野球が一区切り終わった、ここからまた新しいチャレンジなので、なんでも、いろんなことに挑戦できるように、一緒に成長して行けたらなと思っています。
だから皆さんもぜひどんどんチャレンジしてください。

日本IDDMネットワークから岩田稔投手へ有田焼のワインカップのプレゼント

▶有田焼 小島芳栄堂のワインカップ
https://japan-iddm.net/support/fund/toast_of_hope/

閉会挨拶 大村詠一(日本IDDMネットワーク専務理事)

今年2021年はインスリンの発見から100年という記念すべき年です。
つまり100年前、インスリン補充が欠かせない糖尿病は「死んでしまう病気」から「生きられる病気」に変わりました。
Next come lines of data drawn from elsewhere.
use crate::judge::RecommendationCandidate;
use crate::products::ProductFacts;
use crate::users::repo::UserProfile;

fn patient_block(profile: &UserProfile) -> String {
    let comorbidities = if profile.comorbidities.is_empty() {
        "None".to_string()
    } else {
        profile.comorbidities.join(", ")
    };
    let preferences = if profile.preferences.is_empty() {
        "None"
    } else {
        profile.preferences.as_str()
    };
    format!(
        "Here is information about the patient:\n\
         Email: {}\n\
         Height (cm): {}\n\
         Weight (kg): {}\n\
         Age: {}\n\
         Physical Activity Level: {}\n\
         Gender: {}\n\
         Comorbidities: {}\n\
         Preferences: {}",
        profile.email,
        profile.height_cm,
        profile.weight_kg,
        profile.age,
        profile.physical_activity,
        profile.gender,
        comorbidities,
        preferences,
    )
}

fn or_unknown<T: ToString>(value: &Option<T>) -> String {
    value
        .as_ref()
        .map(|v| v.to_string())
        .unwrap_or_else(|| "Unknown".to_string())
}

pub(super) fn score_prompt(profile: &UserProfile, facts: &ProductFacts) -> String {
    format!(
        "You are a nutrition expert assessing how healthy a packaged food product is \
         for a specific patient.\n\n\
         {}\n\n\
         Here is what is known about the product (UPC {}):\n\
         Ingredients: {}\n\
         Nutri-Score points: {}\n\
         Nutri-Score grade: {}\n\
         NOVA processing group: {}\n\
         Allergens: {}\n\n\
         Give a score between 0-100 indicating how healthy this product is for this \
         patient, and a brief reasoning (2-3 sentences) tailored to their profile, \
         comorbidities and preferences.",
        patient_block(profile),
        facts.upc,
        or_unknown(&facts.ingredients_text),
        or_unknown(&facts.nutriscore_score),
        or_unknown(&facts.nutriscore_grade),
        or_unknown(&facts.nova_group),
        facts.allergens.as_deref().unwrap_or("None listed"),
    )
}

fn candidate_list(candidates: &[RecommendationCandidate]) -> String {
    candidates
        .iter()
        .map(|c| {
            format!(
                "Food: {}\nUPC: {}\nScore: {}\nImage URL: {}\nDescription: {}",
                c.product_name, c.upc, c.score, c.image_url, c.reasoning
            )
        })
        .collect::<Vec<_>>()
        .join("\n\n")
}

pub(super) fn ranking_prompt(
    profile: &UserProfile,
    candidates: &[RecommendationCandidate],
) -> String {
    format!(
        "You are a nutrition expert tasked with ranking foods based on their \
         healthiness for a specific patient.\n\n\
         {}\n\n\
         Below is a list of foods the patient has scanned in the past:\n\n\
         {}\n\n\
         Analyze these foods and rank the top 3 healthiest options specifically for \
         this patient. For each recommended food, provide:\n\
         1. A score between 0-100 indicating how healthy it is for this patient\n\
         2. A brief reasoning (2-3 sentences) explaining why this food is recommended \
         for this specific patient\n\
         3. The food's name, image URL and UPC exactly as provided in the input\n\n\
         Consider the patient's health profile, comorbidities and preferences when \
         making recommendations. Focus on foods that would benefit this specific \
         patient's health situation.",
        patient_block(profile),
        candidate_list(candidates),
    )
}

#[cfg(test)]
mod tests {
    use super::*;

    fn profile() -> UserProfile {
        UserProfile {
            email: "maria@example.com".into(),
            height_cm: 165.0,
            weight_kg: 61.0,
            age: 29,
            physical_activity: "High".into(),
            gender: "Female".into(),
            comorbidities: vec!["lactose intolerance".into()],
            preferences: "vegetarian".into(),
        }
    }

    #[test]
    fn score_prompt_includes_profile_and_facts() {
        let facts = ProductFacts {
            upc: "0123456789012".into(),
            product_name: Some("Crunchy Oat Granola".into()),
            ingredients_text: Some("oats, honey, almonds".into()),
            nutriscore_score: Some(-2),
            nutriscore_grade: Some("a".into()),
            nova_group: Some(3),
            allergens: Some("en:nuts".into()),
        };
        let prompt = score_prompt(&profile(), &facts);
        assert!(prompt.contains("maria@example.com"));
        assert!(prompt.contains("lactose intolerance"));
        assert!(prompt.contains("vegetarian"));
        assert!(prompt.contains("UPC 0123456789012"));
        assert!(prompt.contains("oats, honey, almonds"));
        assert!(prompt.contains("Nutri-Score grade: a"));
    }

    #[test]
    fn missing_facts_render_as_unknown() {
        let facts = ProductFacts {
            upc: "999".into(),
            product_name: None,
            ingredients_text: None,
            nutriscore_score: None,
            nutriscore_grade: None,
            nova_group: None,
            allergens: None,
        };
        let prompt = score_prompt(&profile(), &facts);
        assert!(prompt.contains("Ingredients: Unknown"));
        assert!(prompt.contains("Allergens: None listed"));
    }

    #[test]
    fn empty_comorbidities_render_as_none() {
        let mut p = profile();
        p.comorbidities.clear();
        p.preferences.clear();
        let block = patient_block(&p);
        assert!(block.contains("Comorbidities: None"));
        assert!(block.contains("Preferences: None"));
    }

    #[test]
    fn ranking_prompt_lists_every_candidate() {
        let candidates = vec![
            RecommendationCandidate {
                product_name: "Greek Yogurt".into(),
                upc: "111".into(),
                score: 82,
                image_url: "https://img.example/yogurt.jpg".into(),
                reasoning: "High protein, low sugar.".into(),
            },
            RecommendationCandidate {
                product_name: "Choco Bombs".into(),
                upc: "222".into(),
                score: 23,
                image_url: "https://img.example/choco.jpg".into(),
                reasoning: "Mostly sugar.".into(),
            },
        ];
        let prompt = ranking_prompt(&profile(), &candidates);
        assert!(prompt.contains("Food: Greek Yogurt"));
        assert!(prompt.contains("UPC: 222"));
        assert!(prompt.contains("Image URL: https://img.example/choco.jpg"));
        assert!(prompt.contains("top 3 healthiest"));
        assert!(prompt.contains("exactly as provided in the input"));
    }
}
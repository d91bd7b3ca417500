use crate::config::AppConfig;
use crate::judge::{Judge, OpenAiJudge};
use crate::products::{HttpProductResolver, ProductResolver};
use crate::scans::repo::{HistoryStore, PgHistoryStore};
use crate::users::repo::{PgProfileStore, ProfileStore};
use sqlx::PgPool;
use std::sync::Arc;

/// Shared application state. Every external collaborator sits behind a
/// trait object so tests can swap in fakes.
#[derive(Clone)]
pub struct AppState {
    pub db: PgPool,
    pub config: Arc<AppConfig>,
    pub profiles: Arc<dyn ProfileStore>,
    pub history: Arc<dyn HistoryStore>,
    pub products: Arc<dyn ProductResolver>,
    pub judge: Arc<dyn Judge>,
}

impl AppState {
    pub async fn init() -> anyhow::Result<Self> {
        let config = Arc::new(AppConfig::from_env()?);

        let db = sqlx::postgres::PgPoolOptions::new()
            .max_connections(10)
            .connect(&config.database_url)
            .await?;

        let products =
            Arc::new(HttpProductResolver::new(&config.resolver)?) as Arc<dyn ProductResolver>;
        let judge = Arc::new(OpenAiJudge::new(&config.judge)?) as Arc<dyn Judge>;

        Ok(Self::from_parts(db, config, products, judge))
    }

    pub fn from_parts(
        db: PgPool,
        config: Arc<AppConfig>,
        products: Arc<dyn ProductResolver>,
        judge: Arc<dyn Judge>,
    ) -> Self {
        let profiles = Arc::new(PgProfileStore::new(db.clone())) as Arc<dyn ProfileStore>;
        let history = Arc::new(PgHistoryStore::new(db.clone())) as Arc<dyn HistoryStore>;
        Self {
            db,
            config,
            profiles,
            history,
            products,
            judge,
        }
    }
}
use async_trait::async_trait;
use serde::{Deserialize, Serialize};
use thiserror::Error;

use crate::products::ProductFacts;
use crate::users::repo::UserProfile;

mod openai;
mod prompt;

pub use openai::OpenAiJudge;

/// Upper bound on ranked picks; the judge is asked for the top 3 and
/// anything longer is rejected as malformed.
pub const MAX_RECOMMENDATIONS: usize = 3;

/// Structured result of scoring one product for one profile.
#[derive(Debug, Clone, PartialEq, Deserialize)]
pub struct Verdict {
    pub score: i32,
    pub reasoning: String,
}

/// One prior scan, normalized for ranking. Names are resolved before the
/// judge sees the pool; it never receives a nameless candidate.
#[derive(Debug, Clone, PartialEq)]
pub struct RecommendationCandidate {
    pub product_name: String,
    pub upc: String,
    pub score: i32,
    pub image_url: String,
    pub reasoning: String,
}

/// One ranked pick. Name, image and upc are copied from a candidate the
/// judge was given, never invented.
#[derive(Debug, Clone, PartialEq, Serialize, Deserialize)]
pub struct Recommendation {
    pub score: i32,
    pub reasoning: String,
    pub product_name: String,
    pub image_url: String,
    pub upc: String,
}

/// Judge output for a ranking request.
#[derive(Debug, Clone, PartialEq, Serialize, Deserialize)]
pub struct Ranking {
    pub recommendations: Vec<Recommendation>,
    #[serde(default, skip_serializing_if = "Option::is_none")]
    pub summary: Option<String>,
}

#[derive(Debug, Error)]
pub enum JudgeError {
    #[error("judge request failed: {0}")]
    Request(String),
    #[error("judge returned malformed output: {0}")]
    Malformed(String),
}

#[async_trait]
pub trait Judge: Send + Sync {
    /// Score one product (0-100) for one profile.
    async fn score(
        &self,
        profile: &UserProfile,
        facts: &ProductFacts,
    ) -> Result<Verdict, JudgeError>;

    /// Rank the candidate pool and return the healthiest picks for the
    /// profile, at most [`MAX_RECOMMENDATIONS`].
    async fn rank(
        &self,
        profile: &UserProfile,
        candidates: &[RecommendationCandidate],
    ) -> Result<Ranking, JudgeError>;
}
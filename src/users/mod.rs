pub mod dto;
pub mod handlers;
pub mod repo;

use crate::state::AppState;
use axum::{routing::get, Router};

pub fn router() -> Router<AppState> {
    Router::new()
        .route(
            "/users",
            get(handlers::list_profiles).post(handlers::register_profile),
        )
        .route(
            "/users/:email",
            get(handlers::get_profile).put(handlers::update_profile),
        )
}
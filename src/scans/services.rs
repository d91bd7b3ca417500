use time::{Duration, OffsetDateTime};
use tracing::{info, warn};

use crate::scans::dto::EvaluationResponse;
use crate::scans::repo::ScanRecord;
use crate::state::AppState;
use crate::users::repo::UserProfile;

/// Display name used when no source can provide one.
pub const UNKNOWN_PRODUCT: &str = "Unknown Product";
/// Placeholder image shown when the page lookup fails.
pub const FALLBACK_IMAGE_URL: &str = "https://cdn-icons-png.flaticon.com/512/3724/3724788.png";
/// Midpoint score returned when an evaluation cannot be completed.
pub const NEUTRAL_SCORE: i32 = 50;

/// Evaluate one (email, upc) scan and always come back with a usable answer.
///
/// Each step degrades instead of failing: a repeat scan inside the dedup
/// window replays the stored result, an unregistered email gets a synthesized
/// default profile, a failed image lookup falls back to a placeholder, and a
/// failed facts or judge call yields a neutral verdict.
///
/// The dedup check and the insert are not atomic; two concurrent scans of the
/// same pair inside the window can both persist. Accepted for now.
pub async fn evaluate(st: &AppState, email: &str, upc: &str) -> EvaluationResponse {
    if let Some(previous) = recent_duplicate(st, email, upc).await {
        info!(%email, %upc, "repeat scan inside dedup window; replaying stored result");
        return previous;
    }

    let facts = st.products.lookup_facts(upc).await;
    let profile = resolve_profile(st, email).await;

    let verdict = match &facts {
        Ok(facts) => st.judge.score(&profile, facts).await.map_err(|e| e.to_string()),
        Err(e) => Err(e.to_string()),
    };
    let verdict = match verdict {
        Ok(verdict) => verdict,
        Err(cause) => {
            warn!(%email, %upc, %cause, "evaluation degraded to neutral fallback");
            return degraded(&cause);
        }
    };

    let image_url = match st.products.lookup_image_and_name(upc).await {
        Ok(media) => media.image_url,
        Err(e) => {
            warn!(%upc, error = %e, "image lookup failed; using placeholder");
            FALLBACK_IMAGE_URL.to_string()
        }
    };

    let product_name = facts
        .ok()
        .and_then(|f| f.product_name)
        .filter(|name| !name.is_empty());

    let record = ScanRecord::new(
        email.to_string(),
        upc.to_string(),
        verdict.score,
        verdict.reasoning.clone(),
        image_url.clone(),
        product_name.clone(),
    );
    if let Err(e) = st.history.append(&record).await {
        warn!(%email, %upc, error = %e, "failed to persist scan; returning result anyway");
    }

    EvaluationResponse {
        score: verdict.score,
        reasoning: verdict.reasoning,
        image_url,
        product_name: product_name.unwrap_or_else(|| UNKNOWN_PRODUCT.to_string()),
    }
}

/// Load the profile for `email`, synthesizing (and best-effort persisting)
/// the neutral default when nobody registered it. Never fails.
async fn resolve_profile(st: &AppState, email: &str) -> UserProfile {
    match st.profiles.get(email).await {
        Ok(Some(profile)) => return profile,
        Ok(None) => info!(%email, "no profile registered; synthesizing default"),
        Err(e) => warn!(%email, error = %e, "profile read failed; falling back to default"),
    }
    let fallback = UserProfile::default_for(email);
    if let Err(e) = st.profiles.create(&fallback).await {
        warn!(%email, error = %e, "could not persist default profile; continuing in memory");
    }
    fallback
}

async fn recent_duplicate(st: &AppState, email: &str, upc: &str) -> Option<EvaluationResponse> {
    let history = match st.history.list_by_user(email).await {
        Ok(history) => history,
        Err(e) => {
            warn!(%email, error = %e, "history read failed; skipping dedup check");
            return None;
        }
    };
    let window = Duration::seconds(st.config.evaluation.dedup_window_secs);
    find_in_window(&history, upc, window, OffsetDateTime::now_utc()).map(replay)
}

/// First record for `upc` strictly younger than `window` at `now`. The
/// history is ordered most recent first, so the first hit is the freshest.
fn find_in_window<'a>(
    history: &'a [ScanRecord],
    upc: &str,
    window: Duration,
    now: OffsetDateTime,
) -> Option<&'a ScanRecord> {
    history
        .iter()
        .find(|record| record.upc == upc && now - record.scanned_at < window)
}

fn replay(record: &ScanRecord) -> EvaluationResponse {
    EvaluationResponse {
        score: record.score,
        reasoning: record.reasoning.clone(),
        image_url: record.image_url.clone(),
        product_name: record
            .product_name
            .clone()
            .unwrap_or_else(|| UNKNOWN_PRODUCT.to_string()),
    }
}

fn degraded(cause: &str) -> EvaluationResponse {
    EvaluationResponse {
        score: NEUTRAL_SCORE,
        reasoning: format!("Evaluation unavailable: {cause}"),
        image_url: FALLBACK_IMAGE_URL.to_string(),
        product_name: UNKNOWN_PRODUCT.to_string(),
    }
}
use crate::state::AppState;
use crate::{recommendations, scans, users};
use axum::{routing::get, Router};
use std::net::SocketAddr;
use tower_http::{cors::CorsLayer, trace::TraceLayer};

pub fn build_app(state: AppState) -> Router {
    Router::new()
        .nest(
            "/api/v1",
            Router::new()
                .merge(users::router())
                .merge(scans::router())
                .merge(recommendations::router())
                .route("/health", get(|| async { "ok" })),
        )
        .with_state(state)
        .layer(CorsLayer::permissive())
        .layer(
            TraceLayer::new_for_http()
                .make_span_with(|req: &axum::http::Request<_>| {
                    let method = req.method().clone();
                    let uri = req.uri().clone();
                    tracing::info_span!("http_request", %method, uri = %uri)
                })
                .on_response(
                    |res: &axum::http::Response<_>,
                     _latency: std::time::Duration,
                     span: &tracing::Span| {
                        let status = res.status();
                        span.record("status", tracing::field::display(status));
                        if status.is_server_error() {
                            tracing::error!(%status, "response");
                        } else {
                            tracing::info!(%status, "response");
                        }
                    },
                ),
        )
}

pub async fn serve(app: Router) -> anyhow::Result<()> {
    let addr: SocketAddr = format!(
        "{}:{}",
        std::env::var("APP_HOST").unwrap_or_else(|_| "0.0.0.0".into()),
        std::env::var("APP_PORT").unwrap_or_else(|_| "8000".into())
    )
    .parse()?;

    tracing::info!("listening on {}", addr);
    let listener = tokio::net::TcpListener::bind(addr).await?;
    axum::serve(listener, app).await?;
    Ok(())
}
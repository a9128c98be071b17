use std::cell::RefCell;
use std::convert::Infallible;
use std::rc::Rc;

use knit::prelude::*;
use tracing_subscriber::EnvFilter;

fn main() {
    tracing_subscriber::fmt()
        .with_env_filter(EnvFilter::from_default_env())
        .init();

    let context = Context::init(AppModule::new("greeter")).unwrap();
    let injector = Injector::new(context);

    let app: Injection<Rc<App>> = injector.inject(Target::component::<App>()).unwrap();
    app.run();
    app.close().unwrap();
}

struct AppModule {
    app_name: &'static str,
}

impl AppModule {
    fn new(app_name: &'static str) -> Self {
        Self { app_name }
    }
}

impl Module for AppModule {
    fn configure(&self, configurer: &mut dyn Configurer) -> Result<(), BoxError> {
        bind::<&'static str>("app_name")
            .to_instance(self.app_name)
            .set_on(configurer);

        bind_type::<Rc<dyn Logger>>()
            .to_scoped_component::<ConsoleLogger>()
            .set_on(configurer);

        bind::<Rc<dyn Greeter>>("english")
            .to_component::<EnglishGreeter>()
            .set_on(configurer);

        bind::<Rc<dyn Greeter>>("chinese")
            .to_component::<ChineseGreeter>()
            .set_on(configurer);

        bind_list::<Rc<dyn Greeter>>("greeters")
            .to_entries(["english", "chinese"])
            .set_on(configurer);

        Ok(())
    }
}

trait Logger {
    fn log(&self, message: &str);
}

/// Buffers lines while the session is open and prints them on release.
struct ConsoleLogger {
    app_name: &'static str,
    lines: Rc<RefCell<Vec<String>>>,
}

#[component]
impl ConsoleLogger {
    #[inject]
    pub fn new(app_name: &'static str) -> Self {
        Self {
            app_name,
            lines: Rc::default(),
        }
    }
}

impl Scoped for ConsoleLogger {
    type Target = Rc<dyn Logger>;

    type Error = Infallible;

    fn acquire(&mut self) -> Result<Self::Target, Self::Error> {
        Ok(Rc::new(BufferedLogger {
            lines: Rc::clone(&self.lines),
        }))
    }

    fn release(self) -> Result<(), Self::Error> {
        for line in self.lines.borrow().iter() {
            eprintln!("[{}] {}", self.app_name, line);
        }
        Ok(())
    }
}

struct BufferedLogger {
    lines: Rc<RefCell<Vec<String>>>,
}

impl Logger for BufferedLogger {
    fn log(&self, message: &str) {
        self.lines.borrow_mut().push(message.to_string());
    }
}

trait Greeter {
    fn greet(&self);
}

struct EnglishGreeter {
    logger: Rc<dyn Logger>,
}

#[component(Rc<dyn Greeter>, Rc::new)]
impl EnglishGreeter {
    #[inject]
    fn new(logger: Rc<dyn Logger>) -> Self {
        Self { logger }
    }
}

impl Greeter for EnglishGreeter {
    fn greet(&self) {
        self.logger.log("Hello World!");
    }
}

struct ChineseGreeter {
    logger: Rc<dyn Logger>,
}

#[component(Rc<dyn Greeter>, Rc::new)]
impl ChineseGreeter {
    #[inject]
    fn new(logger: Rc<dyn Logger>) -> Self {
        Self { logger }
    }
}

impl Greeter for ChineseGreeter {
    fn greet(&self) {
        self.logger.log("你好世界!");
    }
}

struct App {
    logger: Rc<dyn Logger>,
    greeters: Vec<Rc<dyn Greeter>>,
    punctuation: char,
}

#[component(Rc<App>, Rc::new)]
impl App {
    #[inject]
    fn new(
        logger: Rc<dyn Logger>,
        greeters: Vec<Rc<dyn Greeter>>,
        #[default('!')] punctuation: char,
    ) -> Self {
        Self {
            logger,
            greeters,
            punctuation,
        }
    }

    fn run(&self) {
        self.logger
            .log(&format!("Greeting from knit managed objects{}", self.punctuation));
        for greeter in &self.greeters {
            greeter.greet();
        }
    }
}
私たち日本IDDMネットワークは多くの方のご支援を力に変えながら2025年に向けて
バイオ人工膵島移植を筆頭に、この病気を「治らない」から「治る」へ、
変えていく研究を日本で実現していこうとしています。

膵島移植は日本での2004年の成功からはじまり、健康保険が適用になる標準治療になったのは2021年と、年月が必要でした。

「新しい治療法がみつかり、それを標準医療にしていく」、
皆さんに様々な選択肢を届けるためは様々な力が必要です。
20xx年、選べないから選べる治療へ、
そんな選択肢を私たちは患者・家族の元に届けて行きたいと思っています。

私たちは本当に色々な方々に支えられて本日を迎えられています。
これまでの25年間を支えてきた方々のお力がなければ歩みを進めることはできませんでした。
ぜひ次の歩みを進めるために皆様のご参加をいただければと思います。

本日は日本IDDMネットワーク25周年記念イベントならびに第3回山田和彦賞贈呈式にご参加いただきありがとうございました。
これにて閉会のご挨拶とさせていただきます。